It's like an exorcism and a prayer for long life in one breath.

This year’s winner of the Poetry category in Asymptote’s fourth annual Close Approximations Translation Contest was Daniel Owen. Poetry judge Eugene Ostashevsky called Alfizal Malna’s text “intellectual poetry of the highest caliber,” praising Owen for his “elegant, reserved English,” and for offering readers “a beautiful thing of clear obscurity” in his translations of Malna’s Document Shredding Museum.

We recently caught up with Yogyakarta-based Daniel to learn more about his work with the legendary Afrizal Malna, the process of “unsomeoneification,” and what he has been up to since winning the Close Approximations contest in January.

Sarah Timmer Harvey (STH): I found your translations of Document Shredding Museum to be incredibly beautiful and inviting; no easy feat given the complexity of Malna’s writing. How did you first come to Afrizal Malna and his work?
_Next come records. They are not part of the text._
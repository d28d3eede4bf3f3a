use std::path::PathBuf;
use thiserror::Error;

/// Stable error codes, reported in JSON output.
pub mod codes {
    pub const MANIFEST_READ_FAILED: &str = "MANIFEST_READ_FAILED";
    pub const MANIFEST_PARSE_FAILED: &str = "MANIFEST_PARSE_FAILED";
    pub const MANIFEST_INVALID: &str = "MANIFEST_INVALID";
    pub const IMPORT_UNRESOLVABLE: &str = "IMPORT_UNRESOLVABLE";
    pub const NO_SOURCE_EVIDENCE: &str = "NO_SOURCE_EVIDENCE";
    pub const INTERNAL: &str = "INTERNAL";
    pub const IO_ERROR: &str = "IO_ERROR";
}

/// How far an error reaches.
#[derive(Debug, Clone, Copy, PartialEq, Eq)]
pub enum ErrorScope {
    /// Nothing can be generated for the tree rooted at the manifest.
    Run,
    /// Only the directory being generated is lost; siblings continue.
    Directory,
}

/// Core error type for rulegen operations.
#[derive(Error, Debug)]
pub enum Error {
    #[error("Failed to read manifest at {path}: {source}")]
    ManifestRead {
        path: PathBuf,
        #[source]
        source: std::io::Error,
    },

    #[error("Failed to parse manifest at {path}: {source}")]
    ManifestParse {
        path: PathBuf,
        #[source]
        source: serde_json::Error,
    },

    #[error("Invalid manifest at {path}: {message}")]
    ManifestInvalid { path: PathBuf, message: String },

    #[error("Cannot resolve import '{specifier}' in {file}: {reason}")]
    Resolution {
        file: String,
        specifier: String,
        reason: String,
    },

    #[error("Rule kind requested for package '{package}' without any source files")]
    NoSourceEvidence { package: String },

    #[error("{0}")]
    Internal(String),

    #[error("I/O error at {path}: {source}")]
    Io {
        path: PathBuf,
        #[source]
        source: std::io::Error,
    },
}

impl Error {
    #[must_use]
    pub fn internal(msg: impl Into<String>) -> Self {
        Self::Internal(msg.into())
    }

    #[must_use]
    pub fn io(path: impl Into<PathBuf>, source: std::io::Error) -> Self {
        Self::Io {
            path: path.into(),
            source,
        }
    }

    /// Create a resolution error for `specifier` imported by `file`.
    #[must_use]
    pub fn unresolvable(
        file: impl Into<String>,
        specifier: impl Into<String>,
        reason: impl Into<String>,
    ) -> Self {
        Self::Resolution {
            file: file.into(),
            specifier: specifier.into(),
            reason: reason.into(),
        }
    }

    /// Get the stable error code.
    #[must_use]
    pub fn code(&self) -> &'static str {
        match self {
            Self::ManifestRead { .. } => codes::MANIFEST_READ_FAILED,
            Self::ManifestParse { .. } => codes::MANIFEST_PARSE_FAILED,
            Self::ManifestInvalid { .. } => codes::MANIFEST_INVALID,
            Self::Resolution { .. } => codes::IMPORT_UNRESOLVABLE,
            Self::NoSourceEvidence { .. } => codes::NO_SOURCE_EVIDENCE,
            Self::Internal(_) => codes::INTERNAL,
            Self::Io { .. } => codes::IO_ERROR,
        }
    }

    /// Whether the failure aborts the whole run or only one directory.
    #[must_use]
    pub fn scope(&self) -> ErrorScope {
        match self {
            Self::ManifestRead { .. } | Self::ManifestParse { .. } | Self::ManifestInvalid { .. } => {
                ErrorScope::Run
            }
            Self::Resolution { .. }
            | Self::NoSourceEvidence { .. }
            | Self::Internal(_)
            | Self::Io { .. } => ErrorScope::Directory,
        }
    }
}
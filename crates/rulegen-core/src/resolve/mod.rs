//! Import resolution.
//!
//! Maps one import specifier of one file to zero or more [`DepRef`]s.
//! Three domains, picked by the specifier's first character:
//!
//! - external (`lodash`, `@scope/pkg/sub`): looked up in the manifest;
//!   runtime built-ins map to the runtime's type package only. A miss falls
//!   through to the tree-absolute domain for unregistered monorepo packages.
//! - relative (`./x`, `../y/z`): joined onto the importing file's package.
//! - tree-absolute (`/a/b/file`): the last segment is a file name, the rest
//!   is a package path.
//!
//! Resolution is read-only; results accumulate into a set, so the order in
//! which files and imports are visited does not matter.

mod builtins;

pub use builtins::{is_builtin, BUILTIN_MODULES, BUILTIN_SCHEME};

use crate::classify::SourceFileRecord;
use crate::error::Error;
use crate::manifest::DependencyManifest;
use crate::paths;
use std::collections::BTreeSet;
use tracing::{debug, warn};

const TYPES_SCOPE: &str = "@types/";

/// A resolved dependency, before it is spelled as a label.
#[derive(Debug, Clone, PartialEq, Eq, PartialOrd, Ord, Hash)]
pub enum DepRef {
    /// Package from the external registry, by package name.
    External(String),
    /// Another package in the tree, by package path.
    Package(String),
    /// The library target of the importing file's own package.
    SameLibrary,
}

/// Resolution domain of a specifier.
#[derive(Debug, Clone, Copy, PartialEq, Eq)]
pub enum Domain {
    External,
    Relative,
    TreeAbsolute,
}

impl Domain {
    #[must_use]
    pub fn of(specifier: &str) -> Self {
        if specifier.starts_with('.') {
            Self::Relative
        } else if specifier.starts_with('/') {
            Self::TreeAbsolute
        } else {
            Self::External
        }
    }
}

/// Registry package name of a bare specifier: `@scope/name` or `name`.
#[must_use]
pub fn package_name(specifier: &str) -> &str {
    let mut slashes = specifier.match_indices('/').map(|(i, _)| i);
    let end = if specifier.starts_with('@') {
        slashes.nth(1)
    } else {
        slashes.next()
    };
    end.map_or(specifier, |i| &specifier[..i])
}

/// Companion type-declaration package for `package`.
///
/// Scoped names use the `@types/scope__name` convention. Packages already
/// in `@types` have no companion.
#[must_use]
pub fn types_package(package: &str) -> Option<String> {
    if package.starts_with(TYPES_SCOPE) {
        return None;
    }
    match package.strip_prefix('@').and_then(|p| p.split_once('/')) {
        Some((scope, name)) => Some(format!("{TYPES_SCOPE}{scope}__{name}")),
        None => Some(format!("{TYPES_SCOPE}{package}")),
    }
}

/// Specifiers that point outside any package system.
fn is_url_like(specifier: &str) -> bool {
    specifier.contains("://") || specifier.starts_with("data:")
}

/// Relative specifiers like `.`, `..` or `./dir/` name a directory, not a file.
fn names_directory(specifier: &str) -> bool {
    specifier.ends_with('/') || matches!(specifier.rsplit('/').next(), Some("." | ".."))
}

/// Resolves specifiers against one manifest.
#[derive(Debug, Clone, Copy)]
pub struct Resolver<'a> {
    manifest: &'a DependencyManifest,
    runtime_types: &'a str,
}

impl<'a> Resolver<'a> {
    /// `runtime_types` is the package providing types for built-ins.
    #[must_use]
    pub fn new(manifest: &'a DependencyManifest, runtime_types: &'a str) -> Self {
        Self {
            manifest,
            runtime_types,
        }
    }

    /// Resolve `specifier`, imported by `record`, into `deps`.
    ///
    /// Fails only when a path inside the tree has no package part, i.e. the
    /// specifier is neither a declared package nor a locatable tree path.
    pub fn resolve(
        &self,
        record: &SourceFileRecord,
        specifier: &str,
        deps: &mut BTreeSet<DepRef>,
    ) -> Result<(), Error> {
        if is_url_like(specifier) {
            debug!(file = %record.rel, specifier, "skipping url import");
            return Ok(());
        }

        match Domain::of(specifier) {
            Domain::Relative => Self::resolve_relative(record, specifier, deps),
            Domain::TreeAbsolute => Self::resolve_tree_path(
                record,
                specifier,
                specifier.trim_start_matches('/'),
                deps,
            ),
            Domain::External => {
                if self.resolve_external(specifier, deps) {
                    return Ok(());
                }
                Self::resolve_tree_path(record, specifier, specifier, deps)
            }
        }
    }

    /// Returns `false` when the manifest does not know the package.
    fn resolve_external(&self, specifier: &str, deps: &mut BTreeSet<DepRef>) -> bool {
        let name = package_name(specifier);

        if is_builtin(name) {
            if self.manifest.contains(self.runtime_types) {
                deps.insert(DepRef::External(self.runtime_types.to_string()));
            }
            return true;
        }

        if !self.manifest.contains(name) {
            return false;
        }
        deps.insert(DepRef::External(name.to_string()));

        if let Some(types) = types_package(name).filter(|t| self.manifest.contains(t)) {
            deps.insert(DepRef::External(types));
        }
        true
    }

    /// The root package has no label of its own, so reaching it from
    /// another package is an error.
    fn resolve_relative(
        record: &SourceFileRecord,
        specifier: &str,
        deps: &mut BTreeSet<DepRef>,
    ) -> Result<(), Error> {
        let Some(target) = paths::join(&record.package, specifier) else {
            warn!(file = %record.rel, specifier, "relative import escapes the tree root");
            return Ok(());
        };

        let package = if names_directory(specifier) {
            target
        } else {
            paths::parent(&target).to_string()
        };
        if package.is_empty() && !record.package.is_empty() {
            return Err(Error::unresolvable(
                &record.rel,
                specifier,
                "relative path resolves to the tree root, which is not a package",
            ));
        }
        add_package(record, package, deps);
        Ok(())
    }

    fn resolve_tree_path(
        record: &SourceFileRecord,
        specifier: &str,
        path: &str,
        deps: &mut BTreeSet<DepRef>,
    ) -> Result<(), Error> {
        let Some(folded) = paths::join("", path) else {
            return Err(Error::unresolvable(
                &record.rel,
                specifier,
                "tree path climbs above the root",
            ));
        };
        let package = paths::parent(&folded);

        if package.is_empty() {
            let reason = if Domain::of(specifier) == Domain::External {
                "not a declared dependency and not a path inside the tree"
            } else {
                "tree path has no package directory"
            };
            return Err(Error::unresolvable(&record.rel, specifier, reason));
        }

        add_package(record, package.to_string(), deps);
        Ok(())
    }
}

/// A same-package import only matters to tests, which live in their own
/// target and must depend on the library rather than copy its sources.
fn add_package(record: &SourceFileRecord, package: String, deps: &mut BTreeSet<DepRef>) {
    if package != record.package {
        deps.insert(DepRef::Package(package));
    } else if record.is_test() {
        deps.insert(DepRef::SameLibrary);
    }
}
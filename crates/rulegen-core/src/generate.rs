//! Rule assembly.
//!
//! One directory in, its targets out: at most one library/binary target
//! holding every source file, plus one combined test target per test family
//! present. Tests depend on the co-located library instead of re-listing
//! its sources.

use crate::classify::{classify_files, SourceFileRecord, PRECEDENCE};
use crate::config::Labels;
use crate::error::Error;
use crate::hierarchy::ConfigRegistry;
use crate::imports::{ImportScanner, LineScanner};
use crate::infer::infer_rule_kind;
use crate::kind::RuleKind;
use crate::paths;
use crate::resolve::{DepRef, Resolver};
use rulegen_util::fs::read_source;
use serde::Serialize;
use std::collections::{BTreeMap, BTreeSet};
use std::path::Path;
use tracing::debug;

/// Input for one directory.
#[derive(Debug, Clone, Copy)]
pub struct GenerateArgs<'a> {
    /// Absolute path of the directory.
    pub dir: &'a Path,
    /// Package path of the directory relative to the tree root.
    pub rel: &'a str,
    /// Base names of the directory's regular files, in the order to emit them.
    pub files: &'a [String],
}

/// A synthesized build target.
#[derive(Debug, Clone, PartialEq, Eq, Serialize)]
pub struct Target {
    pub kind: RuleKind,
    pub name: String,
    pub srcs: Vec<String>,
    #[serde(skip_serializing_if = "Vec::is_empty")]
    pub data: Vec<String>,
    /// Sorted, deduplicated dependency labels.
    #[serde(skip_serializing_if = "Vec::is_empty")]
    pub deps: Vec<String>,
    #[serde(skip_serializing_if = "BTreeMap::is_empty")]
    pub attrs: BTreeMap<String, String>,
}

/// Targets generated for one directory.
#[derive(Debug, Clone, Default, PartialEq, Eq, Serialize)]
pub struct GenerateResult {
    pub package: String,
    pub targets: Vec<Target>,
}

impl GenerateResult {
    #[must_use]
    pub fn is_empty(&self) -> bool {
        self.targets.is_empty()
    }

    /// The library, binary, or app target, if any.
    #[must_use]
    pub fn library(&self) -> Option<&Target> {
        self.targets.iter().find(|t| !t.kind.is_test())
    }

    pub fn tests(&self) -> impl Iterator<Item = &Target> {
        self.targets.iter().filter(|t| t.kind.is_test())
    }
}

/// Generates targets directory by directory.
#[derive(Debug, Clone, Default)]
pub struct Generator<S = LineScanner> {
    scanner: S,
    labels: Labels,
}

impl Generator<LineScanner> {
    #[must_use]
    pub fn new(labels: Labels) -> Self {
        Self::with_scanner(LineScanner, labels)
    }
}
//! Starlark rendering of generated targets.

use crate::generate::{GenerateResult, Target};
use std::collections::{BTreeMap, BTreeSet};
use std::fmt::Write;

const INDENT: &str = "    ";

/// Render a BUILD file fragment for one directory.
///
/// `load()` statements come first, one per load file, sorted; targets
/// follow in generation order. An empty result renders as an empty string.
#[must_use]
pub fn render_build_file(result: &GenerateResult) -> String {
    if result.is_empty() {
        return String::new();
    }

    let mut loads: BTreeMap<&str, BTreeSet<&str>> = BTreeMap::new();
    for target in &result.targets {
        loads
            .entry(target.kind.load_file())
            .or_default()
            .insert(target.kind.as_str());
    }

    let mut out = String::new();
    for (file, symbols) in &loads {
        out.push_str("load(");
        out.push_str(&quote(file));
        for symbol in symbols {
            out.push_str(", ");
            out.push_str(&quote(symbol));
        }
        out.push_str(")\n");
    }

    for target in &result.targets {
        out.push('\n');
        render_target(&mut out, target);
    }
    out
}

fn render_target(out: &mut String, target: &Target) {
    let _ = writeln!(out, "{}(", target.kind);
    let _ = writeln!(out, "{INDENT}name = {},", quote(&target.name));
    render_list(out, "srcs", &target.srcs);
    render_list(out, "data", &target.data);
    render_list(out, "deps", &target.deps);
    for (key, value) in &target.attrs {
        let _ = writeln!(out, "{INDENT}{key} = {},", quote(value));
    }
    out.push_str(")\n");
}

/// Single-element lists stay on one line; longer ones get one item per line.
fn render_list(out: &mut String, attr: &str, items: &[String]) {
    match items {
        [] => {}
        [only] => {
            let _ = writeln!(out, "{INDENT}{attr} = [{}],", quote(only));
        }
        _ => {
            let _ = writeln!(out, "{INDENT}{attr} = [");
            for item in items {
                let _ = writeln!(out, "{INDENT}{INDENT}{},", quote(item));
            }
            let _ = writeln!(out, "{INDENT}],");
        }
    }
}

fn quote(s: &str) -> String {
    let mut quoted = String::with_capacity(s.len() + 2);
    quoted.push('"');
    for c in s.chars() {
        match c {
            '"' => quoted.push_str("\\\""),
            '\\' => quoted.push_str("\\\\"),
            '\n' => quoted.push_str("\\n"),
            _ => quoted.push(c),
        }
    }
    quoted.push('"');
    quoted
}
Daniel Owen (DO): I met Afrizal at Kampung Buku Jogja, an annual literary event in Yogyakarta with a book fair, readings, and discussions. I had just come to stay awhile in Jogja to intensively study Indonesian language and to read and subsequently translate Indonesian literature. While my Indonesian was okay when we first met, I hadn’t yet read much and was quite ignorant of the literary landscape. We were introduced by my friends, the writers and small press publishers Lelaki Budiman and Tiaswening Maharsi, after Afrizal’s discussion on theater and poetry with Gunawan Maryanto. I bought a copy of his new book of short stories, Pagi Yang Miring Ke Kanan (Nyala, 2017) and we chatted a bit. Following our initial meeting, I started reading Afrizal’s work pretty intensely, the short stories along with poems I found on the internet, and then his book of essays Sesuatu Indonesia. I found myself entranced by the poems; it was like encountering something extremely familiar yet at the same time novel. That kind of tickling of the sensibilities that’s both troubling and pleasurable, takes you, as a reader, outside yourself while making you feel more yourself. I started translating these poems which I’d found online, primarily to see what would happen and to share them with non-Indonesian-speaking friends who asked about what I was reading, thinking about, engaging with. And then I borrowed Museum Penghancur Dokumen from Budiman, read the whole thing and started translating it.